Extracted records
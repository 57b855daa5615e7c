//! Type definitions for the predictor service

pub mod prediction;
pub mod record;

pub use prediction::{Banner, BannerKind, Prediction};
pub use record::{FeatureRecord, FeatureValue};
//! Error types for prediction requests and model evaluation

use thiserror::Error;

/// Why a submission did not produce a prediction
#[derive(Error, Debug, Clone, PartialEq)]
pub enum PredictError {
    /// A numeric input was zero or negative; inference was not attempted
    #[error("{feature} must be positive (got {value})")]
    Validation { feature: String, value: f64 },

    /// The submission could not be assembled or encoded for the model
    #[error("{0}")]
    Encoding(String),

    /// The model failed to evaluate the encoded row
    #[error("{0}")]
    Inference(String),
}

impl PredictError {
    /// Stable machine-readable kind, used by the JSON API
    pub fn kind(&self) -> &'static str {
        match self {
            PredictError::Validation { .. } => "validation",
            PredictError::Encoding(_) => "encoding",
            PredictError::Inference(_) => "inference",
        }
    }
}

impl From<ModelError> for PredictError {
    fn from(e: ModelError) -> Self {
        PredictError::Inference(e.to_string())
    }
}

/// Model parsing and evaluation errors
#[derive(Error, Debug, Clone, PartialEq)]
pub enum ModelError {
    #[error("malformed model: {0}")]
    Malformed(String),

    #[error("unsupported model: {0}")]
    Unsupported(String),

    #[error("expected {expected} features, got {actual}")]
    FeatureCount { expected: usize, actual: usize },

    #[error("runtime error: {0}")]
    Runtime(String),
}

#[cfg(test)]
mod tests {
    use super::*;

    #[test]
    fn test_model_error_becomes_inference_error() {
        let err: PredictError = ModelError::FeatureCount {
            expected: 12,
            actual: 11,
        }
        .into();
        assert_eq!(err.kind(), "inference");
        assert_eq!(err.to_string(), "expected 12 features, got 11");
    }
}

- **Aim of the task**: Copy the lines above, please. Keep them exact.

- **Result of this exercise**:
repository 57b855daa5615e7c
//! Type definitions for the predictor service

pub mod prediction;
pub mod record;

pub use prediction::{Banner, BannerKind, Prediction};
pub use record::{FeatureRecord, FeatureValue};
//! Error types for prediction requests and model evaluation

use thiserror::Error;

/// Why a submission did not produce a prediction
#[derive(Error, Debug, Clone, PartialEq)]
pub enum PredictError {
    /// A numeric input was zero or negative; inference was not attempted
    #[error("{feature} must be positive (got {value})")]
    Validation { feature: String, value: f64 },

    /// The submission could not be assembled or encoded for the model
    #[error("{0}")]
    Encoding(String),

    /// The model failed to evaluate the encoded row
    #[error("{0}")]
    Inference(String),
}

impl PredictError {
    /// Stable machine-readable kind, used by the JSON API
    pub fn kind(&self) -> &'static str {
        match self {
            PredictError::Validation { .. } => "validation",
            PredictError::Encoding(_) => "encoding",
            PredictError::Inference(_) => "inference",
        }
    }
}

impl From<ModelError> for PredictError {
    fn from(e: ModelError) -> Self {
        PredictError::Inference(e.to_string())
    }
}

/// Model parsing and evaluation errors
#[derive(Error, Debug, Clone, PartialEq)]
pub enum ModelError {
    #[error("malformed model: {0}")]
    Malformed(String),

    #[error("unsupported model: {0}")]
    Unsupported(String),

    #[error("expected {expected} features, got {actual}")]
    FeatureCount { expected: usize, actual: usize },

    #[error("runtime error: {0}")]
    Runtime(String),
}

#[cfg(test)]
mod tests {
    use super::*;

    #[test]
    fn test_model_error_becomes_inference_error() {
        let err: PredictError = ModelError::FeatureCount {
            expected: 12,
            actual: 11,
        }
        .into();
        assert_eq!(err.kind(), "inference");
        assert_eq!(err.to_string(), "expected 12 features, got 11");
    }
}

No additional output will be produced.